В кадре Андрей Тарковский

С Андреем Тарковским я встретился один раз в жизни – в середине шестидесятых годов.

Он пришел со своей киношной компанией в Дом литераторов после триумфального успеха «Андрея Рублева» и каким-то образом мы с Игорем Шкляревским оказались за одним столом с киношниками. Они травили всякие смешные анекдоты из своей жизни. Мы читали стихи. Шампанское лилось рекой.

Ресторан стал закрываться как всегда в то время, когда веселье достигло вершины, и кто-то из съемочной группы Тарковского предложил всем поехать домой, в новую еще не обжитую квартиру на одной из окраин Москвы, чтобы продолжить и свое торжество, и знакомство с поэтами.

А я уже завязал с Тарковским серьезный разговор не только о «Рублеве», но и вообще о кино, разговор, который надо было, по моему разумению, обязательно договорить.

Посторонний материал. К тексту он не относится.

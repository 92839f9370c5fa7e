use std::io;
use thiserror::Error;

/// Application-wide error type, consolidating all possible errors into a single enum.
#[derive(Debug, Error)]
pub enum AppError {
    /// Missing, corrupt or mutually inconsistent startup artifacts. Fatal.
    #[error("Configuration error: {0}")]
    Config(String),

    /// Represents standard input/output errors.
    #[error("I/O error: {0}")]
    Io(#[from] io::Error),

    /// The model could not produce an output of the expected shape.
    #[error("Inference error: {0}")]
    Inference(String),

    /// Represents data validation errors (e.g., invalid input format).
    #[error("Validation error: {0}")]
    Validation(String),

    /// Represents failures talking to the session actor.
    #[error("Actor error: {0}")]
    Actor(String),

    /// Represents errors from operations that did not complete in time.
    #[error("Operation timed out: {0}")]
    Timeout(String),

    /// Represents unexpected internal errors that indicate a bug.
    #[error("Internal error: {0}")]
    Internal(String),
}

impl AppError {
    /// Whether the error must stop the application from serving turns.
    pub fn is_fatal(&self) -> bool {
        matches!(
            self,
            AppError::Config(_) | AppError::Io(_) | AppError::Actor(_) | AppError::Internal(_)
        )
    }
}

impl From<tokio::time::error::Elapsed> for AppError {
    fn from(err: tokio::time::error::Elapsed) -> Self {
        AppError::Timeout(format!("Turn exceeded its time budget: {}", err))
    }
}

impl From<serde_json::Error> for AppError {
    fn from(err: serde_json::Error) -> Self {
        AppError::Config(format!("JSON error: {}", err))
    }
}

impl From<url::ParseError> for AppError {
    fn from(err: url::ParseError) -> Self {
        AppError::Validation(format!("URL parse error: {}", err))
    }
}

impl From<validator::ValidationErrors> for AppError {
    fn from(err: validator::ValidationErrors) -> Self {
        AppError::Config(format!("Validation errors: {}", err))
    }
}

impl From<which::Error> for AppError {
    fn from(err: which::Error) -> Self {
        AppError::Config(format!("Command not found: {}", err))
    }
}

impl From<std::num::ParseIntError> for AppError {
    fn from(err: std::num::ParseIntError) -> Self {
        AppError::Config(format!("Invalid number: {}", err))
    }
}

#[cfg(test)]
mod tests {
    use super::*;

    #[test]
    fn test_turn_errors_are_recoverable() {
        assert!(!AppError::Timeout("slow".into()).is_fatal());
        assert!(!AppError::Inference("bad shape".into()).is_fatal());
        assert!(!AppError::Validation("bad url".into()).is_fatal());
    }

    #[test]
    fn test_startup_and_actor_errors_are_fatal() {
        assert!(AppError::Config("missing".into()).is_fatal());
        assert!(AppError::Actor("gone".into()).is_fatal());
        assert!(AppError::Internal("bug".into()).is_fatal());
    }
}
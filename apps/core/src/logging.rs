//! Tracing subscriber setup.
//!
//! Logs always go to stderr so they never interleave with the chat on stdout.

use crate::config::LogFormat;
use crate::error::AppError;
use tracing_bunyan_formatter::{BunyanFormattingLayer, JsonStorageLayer};
use tracing_subscriber::layer::SubscriberExt;
use tracing_subscriber::{EnvFilter, Registry};

const APP_NAME: &str = "intentbot";

/// Installs the global subscriber. `RUST_LOG` overrides the default `info` level.
pub fn init_tracing(format: LogFormat) -> Result<(), AppError> {
    let env_filter = EnvFilter::try_from_default_env().unwrap_or_else(|_| EnvFilter::new("info"));

    match format {
        LogFormat::Pretty => tracing_subscriber::fmt()
            .with_env_filter(env_filter)
            .with_writer(std::io::stderr)
            .with_target(false)
            .try_init()
            .map_err(|e| AppError::Internal(format!("Failed to install subscriber: {}", e))),
        LogFormat::Json => {
            let formatting_layer = BunyanFormattingLayer::new(APP_NAME.into(), std::io::stderr);
            let subscriber = Registry::default()
                .with(env_filter)
                .with(JsonStorageLayer)
                .with(formatting_layer);
            tracing::subscriber::set_global_default(subscriber)
                .map_err(|e| AppError::Internal(format!("Failed to install subscriber: {}", e)))
        }
    }
}
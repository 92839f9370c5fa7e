//! Test Module
//!
//! Test suite for the intentbot core.
//!
//! ## Test Categories
//! - `fixtures`: a tiny trained model, vocabulary, classes and corpus shared by all tests
//! - `brain_tests`: pipeline properties and dialogue scenarios
//! - `session_tests`: session actor ordering, history and timeouts
//! - `integration_tests`: artifacts on disk through preflight, loading and a full conversation

pub mod fixtures;
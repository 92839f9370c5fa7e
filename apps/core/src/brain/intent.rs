//! Intent resolution: turns raw class scores into a ranked list of plausible intents.

use super::classifier::ProbabilityVector;
use super::vocabulary::Classes;
use serde::{Deserialize, Serialize};
use std::cmp::Ordering;
use std::fmt;

/// Minimum probability an intent must exceed to be kept.
pub const INTENT_THRESHOLD: f32 = 0.25;

/// An intent tag with the model's confidence in it.
#[derive(Debug, Clone, PartialEq, Serialize, Deserialize)]
pub struct RankedIntent {
    pub tag: String,
    pub probability: f32,
}

impl fmt::Display for RankedIntent {
    fn fmt(&self, f: &mut fmt::Formatter<'_>) -> fmt::Result {
        write!(f, "{} ({:.2})", self.tag, self.probability)
    }
}

/// Filters and orders class scores.
#[derive(Debug, Clone, Copy, Default)]
pub struct IntentResolver;

impl IntentResolver {
    pub fn new() -> Self {
        Self
    }

    /// Keeps classes scoring strictly above the threshold, highest first.
    ///
    /// Equal scores keep their class order. An empty result is a normal outcome.
    pub fn resolve(
        &self,
        probabilities: &ProbabilityVector,
        classes: &Classes,
    ) -> Vec<RankedIntent> {
        let mut ranked: Vec<RankedIntent> = classes
            .tags()
            .iter()
            .zip(probabilities.values())
            .filter(|(_, p)| **p > INTENT_THRESHOLD)
            .map(|(tag, p)| RankedIntent {
                tag: tag.clone(),
                probability: *p,
            })
            .collect();

        // sort_by is stable: ties stay in class order.
        ranked.sort_by(|a, b| {
            b.probability
                .partial_cmp(&a.probability)
                .unwrap_or(Ordering::Equal)
        });
        ranked
    }
}

#[cfg(test)]
mod tests {
    use super::*;

    fn classes(tags: &[&str]) -> Classes {
        Classes::new(tags.iter().map(|s| s.to_string()).collect()).unwrap()
    }

    fn tags(ranked: &[RankedIntent]) -> Vec<&str> {
        ranked.iter().map(|r| r.tag.as_str()).collect()
    }

    #[test]
    fn test_filters_at_or_below_threshold() {
        let classes = classes(&["a", "b", "c", "d"]);
        let probs = ProbabilityVector::new(vec![0.25, 0.26, 0.1, 0.39]);
        let ranked = IntentResolver::new().resolve(&probs, &classes);
        assert_eq!(tags(&ranked), vec!["d", "b"]);
        assert!(ranked.iter().all(|r| r.probability > INTENT_THRESHOLD));
    }

    #[test]
    fn test_sorted_descending() {
        let classes = classes(&["a", "b", "c"]);
        let probs = ProbabilityVector::new(vec![0.3, 0.9, 0.5]);
        let ranked = IntentResolver::new().resolve(&probs, &classes);
        assert_eq!(tags(&ranked), vec!["b", "c", "a"]);
        assert!(ranked
            .windows(2)
            .all(|w| w[0].probability >= w[1].probability));
    }

    #[test]
    fn test_ties_keep_class_order() {
        let classes = classes(&["first", "second", "third", "fourth"]);
        let probs = ProbabilityVector::new(vec![0.3, 0.4, 0.3, 0.4]);
        let ranked = IntentResolver::new().resolve(&probs, &classes);
        assert_eq!(tags(&ranked), vec!["second", "fourth", "first", "third"]);
    }

    #[test]
    fn test_empty_when_nothing_confident() {
        let classes = classes(&["a", "b", "c", "d"]);
        let probs = ProbabilityVector::new(vec![0.25; 4]);
        assert!(IntentResolver::new().resolve(&probs, &classes).is_empty());
    }

    #[test]
    fn test_display() {
        let ranked = RankedIntent {
            tag: "flu".to_string(),
            probability: 0.876,
        };
        assert_eq!(ranked.to_string(), "flu (0.88)");
    }
}
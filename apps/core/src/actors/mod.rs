pub mod messages;
pub mod session;

pub use session::SessionHandle;
use thiserror::Error;
use crate::peer::LogicalAddr;

/// Outcome classes of connection management.
///
/// `TryAgain` is not a failure: it is the standing status of a connection that is being
///  established. `InvariantViolation` on the other hand is never a routine condition: it
///  indicates a logic defect or corrupted state and should be treated as fatal by diagnostic
///  builds and tests.
#[derive(Error, Debug)]
pub enum CmError {
    #[error("no free connection entry")]
    NoMemory,
    #[error("peer index {0} can not be stored in the connection table")]
    IndexExhausted(usize),
    #[error("logical address {0:?} does not resolve to a peer")]
    UnknownAddress(LogicalAddr),
    #[error("connection is not established yet, try again")]
    TryAgain,
    #[error("transport operation '{op}' failed: {source}")]
    Transport {
        op: &'static str,
        source: anyhow::Error,
    },
    #[error("malformed handshake: {0}")]
    MalformedHandshake(anyhow::Error),
    #[error("invariant violated: {0}")]
    InvariantViolation(String),
}

impl CmError {
    pub fn transport(op: &'static str, source: anyhow::Error) -> CmError {
        CmError::Transport { op, source }
    }

    pub fn is_retryable(&self) -> bool {
        matches!(self, CmError::TryAgain)
    }

    pub fn is_invariant_violation(&self) -> bool {
        matches!(self, CmError::InvariantViolation(_))
    }
}
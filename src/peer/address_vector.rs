use std::net::SocketAddr;
use std::sync::{Arc, Mutex};
use anyhow::anyhow;
use rustc_hash::FxHashMap;
use tracing::{debug, error, trace};
use crate::peer::{LogicalAddr, Peer, PeerDirectory, PeerRef};

/// An in-memory [PeerDirectory].
///
/// Applications [insert](AddressVector::insert) their peers' network addresses and get a
///  [LogicalAddr] in return that they use for addressing. Each logical address holds a
///  reference to its peer. Peers that connect to us without having been inserted are
///  registered implicitly and disappear from the directory once their last reference is gone.
///
/// Peer indices are allocated lowest-free-first, so they stay small and dense.
pub struct AddressVector {
    inner: Mutex<AvInner>,
}

#[derive(Default)]
struct AvInner {
    peers: Vec<Option<PeerRef>>,
    by_addr: FxHashMap<SocketAddr, usize>,
    logical: FxHashMap<LogicalAddr, PeerRef>,
    next_logical: u64,
}

impl AvInner {
    fn get_or_register(&mut self, addr: SocketAddr) -> PeerRef {
        if let Some(peer) = self.by_addr.get(&addr)
            .and_then(|&index| self.peers.get(index))
            .and_then(|p| p.clone())
        {
            peer.add_ref();
            return peer;
        }

        let index = match self.peers.iter().position(|p| p.is_none()) {
            Some(index) => index,
            None => {
                self.peers.push(None);
                self.peers.len() - 1
            }
        };

        let peer = Arc::new(Peer::new(index, addr));
        debug!("registered {:?}", peer);
        self.peers[index] = Some(peer.clone());
        self.by_addr.insert(addr, index);
        peer
    }

    fn release(&mut self, peer: &PeerRef) {
        if peer.drop_ref() > 0 {
            return;
        }

        match self.peers.get(peer.index()) {
            Some(Some(p)) if Arc::ptr_eq(p, peer) => {
                debug!("last reference released, removing {:?}", peer);
                self.peers[peer.index()] = None;
                self.by_addr.remove(&peer.addr());
            }
            _ => {
                error!("released {:?} which is not registered in the address vector", peer);
            }
        }
    }
}

impl AddressVector {
    pub fn new() -> AddressVector {
        AddressVector {
            inner: Mutex::new(AvInner::default()),
        }
    }

    /// Registers a peer's network address, returning the logical address for it. The logical
    ///  address holds a reference to the peer until it is [removed](Self::remove).
    ///
    /// Inserting the same network address twice yields two logical addresses for the same peer.
    pub fn insert(&self, addr: SocketAddr) -> LogicalAddr {
        let mut inner = self.lock();
        let peer = inner.get_or_register(addr);

        let logical = LogicalAddr(inner.next_logical);
        inner.next_logical += 1;

        trace!("{:?} -> {:?}", logical, peer);
        inner.logical.insert(logical, peer);
        logical
    }

    pub fn remove(&self, addr: LogicalAddr) -> anyhow::Result<()> {
        let mut inner = self.lock();
        let peer = inner.logical.remove(&addr)
            .ok_or_else(|| anyhow!("logical address {:?} is not registered", addr))?;
        inner.release(&peer);
        Ok(())
    }

    /// The current reference count of the peer with the given index, if there is one
    pub fn refcount(&self, index: usize) -> Option<usize> {
        self.lock().peers.get(index)
            .and_then(|p| p.as_ref())
            .map(|p| p.ref_count())
    }

    pub fn num_peers(&self) -> usize {
        self.lock().by_addr.len()
    }

    fn lock(&self) -> std::sync::MutexGuard<'_, AvInner> {
        // the table is consistent after every operation, so there is nothing to repair after a
        //  panic in some other thread
        self.inner.lock()
            .unwrap_or_else(|e| e.into_inner())
    }
}

impl Default for AddressVector {
    fn default() -> Self {
        AddressVector::new()
    }
}

impl PeerDirectory for AddressVector {
    fn resolve(&self, addr: LogicalAddr) -> Option<PeerRef> {
        self.lock().logical.get(&addr).cloned()
    }

    fn get_or_register(&self, addr: SocketAddr) -> anyhow::Result<PeerRef> {
        Ok(self.lock().get_or_register(addr))
    }

    fn acquire(&self, peer: &PeerRef) {
        peer.add_ref();
    }

    fn release(&self, peer: &PeerRef) {
        // NB: decrementing under the lock prevents a concurrent get_or_register() from picking up
        //      a peer that is about to be removed
        self.lock().release(peer);
    }

    fn max_peers(&self) -> usize {
        self.lock().peers.len()
    }
}
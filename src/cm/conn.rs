use std::fmt::{Debug, Formatter};
use bitflags::bitflags;
use crate::peer::PeerRef;
use crate::transport::{EndpointState, TransportEndpoint};

/// Identifies a connection entry by its slot in the [ConnPool].
///
/// NB: Slots are reused after an entry is freed, so a stale `ConnId` may refer to an unrelated
///      entry. This is why closing an entry purges all queued events referring to it.
#[derive(Clone, Copy, Eq, PartialEq, Hash)]
pub struct ConnId(u32);

impl Debug for ConnId {
    fn fmt(&self, f: &mut Formatter<'_>) -> std::fmt::Result {
        write!(f, "conn#{}", self.0)
    }
}

impl ConnId {
    pub fn from_raw(raw: u32) -> ConnId {
        ConnId(raw)
    }

    pub fn to_raw(&self) -> u32 {
        self.0
    }
}

bitflags! {
    #[derive(Debug, Clone, Copy, Eq, PartialEq)]
    pub struct ConnFlags: u8 {
        /// the entry is stored in the indexed connection table under its peer's index
        const INDEXED = 1 << 0;
        /// the entry is on the loopback list rather than in the table
        const LOOPBACK = 1 << 1;
    }
}

/// An open transport endpoint together with the peer reference that the endpoint holds
pub(crate) struct ConnEndpoint {
    pub ep: Box<dyn TransportEndpoint>,
    pub peer: PeerRef,
}

/// A connection entry binds a peer to at most one live transport endpoint
pub struct Conn {
    pub(crate) peer: PeerRef,
    pub(crate) ep: Option<ConnEndpoint>,
    pub(crate) flags: ConnFlags,
    pub(crate) remote_pid: u32,
    pub(crate) version: Option<u8>,
}

impl Debug for Conn {
    fn fmt(&self, f: &mut Formatter<'_>) -> std::fmt::Result {
        write!(f, "Conn{{{:?}, state:{:?}, flags:{:?}, remote_pid:{}}}", self.peer, self.state(), self.flags, self.remote_pid)
    }
}

impl Conn {
    pub(crate) fn new(peer: PeerRef) -> Conn {
        Conn {
            peer,
            ep: None,
            flags: ConnFlags::empty(),
            remote_pid: 0,
            version: None,
        }
    }

    pub fn peer(&self) -> &PeerRef {
        &self.peer
    }

    /// `None` if there is no open endpoint
    pub fn state(&self) -> Option<EndpointState> {
        self.ep.as_ref()
            .map(|ep| ep.ep.state())
    }

    pub fn has_endpoint(&self) -> bool {
        self.ep.is_some()
    }

    /// This is all the data path needs to know about a connection
    pub fn is_connected(&self) -> bool {
        self.state() == Some(EndpointState::Connected)
    }

    pub fn remote_pid(&self) -> u32 {
        self.remote_pid
    }

    /// The protocol version agreed on in the handshake, once it is known
    pub fn version(&self) -> Option<u8> {
        self.version
    }

    pub fn flags(&self) -> ConnFlags {
        self.flags
    }

    pub fn is_indexed(&self) -> bool {
        self.flags.contains(ConnFlags::INDEXED)
    }

    pub fn is_loopback(&self) -> bool {
        self.flags.contains(ConnFlags::LOOPBACK)
    }

    pub(crate) fn endpoint_mut(&mut self) -> Option<&mut Box<dyn TransportEndpoint>> {
        self.ep.as_mut()
            .map(|ep| &mut ep.ep)
    }
}

/// Fixed-capacity backing store for connection entries. Freed slots are handed out again
///  before fresh ones, most recently freed first.
pub struct ConnPool {
    slots: Vec<Option<Conn>>,
    free: Vec<u32>,
    capacity: usize,
}

impl ConnPool {
    pub fn new(capacity: usize) -> ConnPool {
        ConnPool {
            slots: Vec::new(),
            free: Vec::new(),
            capacity,
        }
    }

    /// `None` if the pool is exhausted
    pub fn alloc(&mut self, conn: Conn) -> Option<ConnId> {
        let index = match self.free.pop() {
            Some(index) => index,
            None => {
                if self.slots.len() >= self.capacity {
                    return None;
                }
                self.slots.push(None);
                (self.slots.len() - 1) as u32
            }
        };

        self.slots[index as usize] = Some(conn);
        Some(ConnId(index))
    }

    pub fn get(&self, id: ConnId) -> Option<&Conn> {
        self.slots.get(id.0 as usize)
            .and_then(|s| s.as_ref())
    }

    pub fn get_mut(&mut self, id: ConnId) -> Option<&mut Conn> {
        self.slots.get_mut(id.0 as usize)
            .and_then(|s| s.as_mut())
    }

    pub fn release(&mut self, id: ConnId) -> Option<Conn> {
        let conn = self.slots.get_mut(id.0 as usize)
            .and_then(|s| s.take())?;
        self.free.push(id.0);
        Some(conn)
    }

    pub fn len(&self) -> usize {
        self.slots.len() - self.free.len()
    }

    pub fn is_empty(&self) -> bool {
        self.len() == 0
    }

    pub fn capacity(&self) -> usize {
        self.capacity
    }
}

Мы с Игорем втиснулись в одно из двух такси, пойманных на площади Восстания, и помчались по ночной Москве вместе с новыми друзьями в какие-то Черемушки.

В стенах новенькой «хрущобы» спор о кино вспыхнул с удвоенной силой. Я стал поначалу добродушно высмеивать отдельные кадры из фильма, которые показались мне ходульными, исторически нелепыми, неестественными для четырнадцатого русского века.

– Ну, как же у Вас, Андрей Арсеньевич, разговаривают монахи: «Ты мою собаку накормил?» – «А ты меня просил?» – Это же разговор сегодняшних деревенских спившихся мужиков. Да и вообще русский народ в Вашем «Рублеве» грубый, жестокий, невежественный. Если он и был таким – то лишь с сегодняшней точки зрения, и Ваша неприязнь к нему имеет сегодняшнее происхождение. А в те времена подобные нравы были естественными, жизнь другой и быть-то не могла.

В спор ввязался администратор картины – лицо то ли кавказской, то ли семитской национальности – грузное, черноголовое, курчавое. Щупленький Шкляревский, не переносивший крупных людей, сказал ему по поводу его телосложения что-то очень обидное. Тогда вся съемочная группа взбеленилась и на глазах у Тарковского, с молчаливым холодным любопытством взиравшего на ссору, чуть было не перешедшую в потасовку, вытолкала нас взашей на лестничную площадку, пахнущую свежей краской, и дверь за нами с грохотом захлопнулась.

Хмельные и злые, мы очутились на рассветном зябком ветру без копейки денег – черт-те знает где! – вышли на заваленную строительным мусором улицу и стали дожидаться какой-нибудь машины.

Вспоминаю, что кроме оскорбления, нанесенного Шкляревским директору картины, еще одной крупной каплей, переполнившей терпение друзей Тарковского, было обвинение в том, что на съемках они сожгли корову.

– Потому-то и с молоком в магазинах перебои! – зло пошутил я. Этого ребята не выдержали. Но и помимо всего – фильм Андрея при всей блистательности внешних съемок раздражал меня чем-то глубинным, что не так просто было выразить, хотя я и пытался это сделать.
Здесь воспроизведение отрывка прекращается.